╭─ Records for processing

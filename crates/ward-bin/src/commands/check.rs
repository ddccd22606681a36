// SPDX-License-Identifier: PolyForm-Noncommercial-1.0.0
// Copyright (c) 2025 Sylvex. All rights reserved.

//! Implementation of the `check` command.

use ward_config::WardConfig;

use crate::cli::{CheckArgs, OutputFormat};
use crate::commands::open_registry;
use crate::error::{BinError, BinResult};

/// Prints the effective permissions of a user.
///
/// With a permission argument, fails with [`BinError::PermissionDenied`]
/// unless the permission is granted.
pub fn check(config: &WardConfig, args: CheckArgs) -> BinResult<()> {
    let registry = open_registry(config)?;
    let resolved_scope = registry
        .resolve_scope(&args.scope)
        .map(|data| data.name().to_string())
        .unwrap_or_else(|| args.scope.clone());
    let effective = registry.resolve_permissions(&args.scope, &args.user)?;

    match args.format {
        OutputFormat::Text => {
            println!("User:  {}", args.user);
            println!("Scope: {} (resolved as {})", args.scope, resolved_scope);
            println!();
            println!("Groups:");
            for group in effective.groups() {
                println!("  {}", group);
            }
            println!("Permissions:");
            for text in effective.texts() {
                println!("  {}", text);
            }
            if !effective.diagnostics().is_empty() {
                println!();
                println!("Warnings:");
                for diagnostic in effective.diagnostics() {
                    println!("  ⚠ {}", diagnostic);
                }
            }
            if let Some(permission) = &args.permission {
                println!();
                let verdict = match effective.check(permission) {
                    Some(true) => "granted",
                    Some(false) => "denied",
                    None => "not set",
                };
                println!("{}: {}", permission, verdict);
            }
        }
        OutputFormat::Json => {
            let output = serde_json::json!({
                "user": args.user,
                "scope": args.scope,
                "resolved_scope": resolved_scope,
                "groups": effective.groups().iter().map(ToString::to_string).collect::<Vec<_>>(),
                "permissions": effective.texts(),
                "warnings": effective
                    .diagnostics()
                    .iter()
                    .map(ToString::to_string)
                    .collect::<Vec<_>>(),
                "check": args.permission.as_ref().map(|p| serde_json::json!({
                    "permission": p,
                    "granted": effective.has(p),
                })),
            });
            println!("{}", serde_json::to_string_pretty(&output).unwrap_or_default());
        }
    }

    let Some(permission) = args.permission else {
        return Ok(());
    };
    if effective.has(&permission) {
        return Ok(());
    }
    Err(BinError::PermissionDenied {
        scope: resolved_scope,
        user: args.user,
        permission,
    })
}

╰─

◆ Problem to work on
If a line in the entries holds the word "diagnostics", count it. Report the total only.

◆ Output of the task
3